Information supplied

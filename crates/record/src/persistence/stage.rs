//! Per-call progress of a write operation

use std::fmt;
use std::time::Instant;

/// Stages of insert, update and delete
#[derive(Debug, Clone, Copy, PartialEq, Eq, PartialOrd, Ord)]
pub enum Stage {
    Validating,
    BeforeHook,
    Executing,
    AfterHook,
    Done,
    Failed,
}

impl Stage {
    pub fn is_terminal(self) -> bool {
        matches!(self, Stage::Done | Stage::Failed)
    }
}

impl fmt::Display for Stage {
    fn fmt(&self, f: &mut fmt::Formatter<'_>) -> fmt::Result {
        let name = match self {
            Stage::Validating => "validating",
            Stage::BeforeHook => "before-hook",
            Stage::Executing => "executing",
            Stage::AfterHook => "after-hook",
            Stage::Done => "done",
            Stage::Failed => "failed",
        };
        f.write_str(name)
    }
}

/// Tracks one operation through its stages and traces each transition.
///
/// Stages only move forward; `Failed` is reachable from any non-terminal
/// stage.
#[derive(Debug)]
pub(crate) struct OperationTrace {
    operation: &'static str,
    table: String,
    stage: Stage,
    started: Instant,
}

impl OperationTrace {
    pub(crate) fn new(operation: &'static str, table: &str) -> Self {
        tracing::trace!("{} {}: {}", operation, table, Stage::Validating);
        Self {
            operation,
            table: table.to_string(),
            stage: Stage::Validating,
            started: Instant::now(),
        }
    }

    pub(crate) fn stage(&self) -> Stage {
        self.stage
    }

    /// Move to a later stage; returns false when the move is not allowed
    pub(crate) fn advance(&mut self, next: Stage) -> bool {
        if self.stage.is_terminal() || next <= self.stage || next == Stage::Failed {
            return false;
        }
        tracing::trace!("{} {}: {} -> {}", self.operation, self.table, self.stage, next);
        self.stage = next;
        true
    }

    pub(crate) fn done(&mut self) {
        if self.advance(Stage::Done) {
            tracing::debug!(
                "{} {} completed in {:.3}s",
                self.operation,
                self.table,
                self.started.elapsed().as_secs_f64()
            );
        }
    }

    /// The operation stopped before `Done`, declined or with an error
    pub(crate) fn fail(&mut self, reason: &str) {
        if self.stage.is_terminal() {
            return;
        }
        tracing::trace!("{} {}: {} -> failed ({})", self.operation, self.table, self.stage, reason);
        self.stage = Stage::Failed;
    }
}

Problem details
Only lines with the word "tracing" are wanted; pull each of them from the records.

Completed task
        tracing::trace!("{} {}: {}", operation, table, Stage::Validating);
        tracing::trace!("{} {}: {} -> {}", self.operation, self.table, self.stage, next);
            tracing::debug!(
        tracing::trace!("{} {}: {} -> failed ({})", self.operation, self.table, self.stage, reason);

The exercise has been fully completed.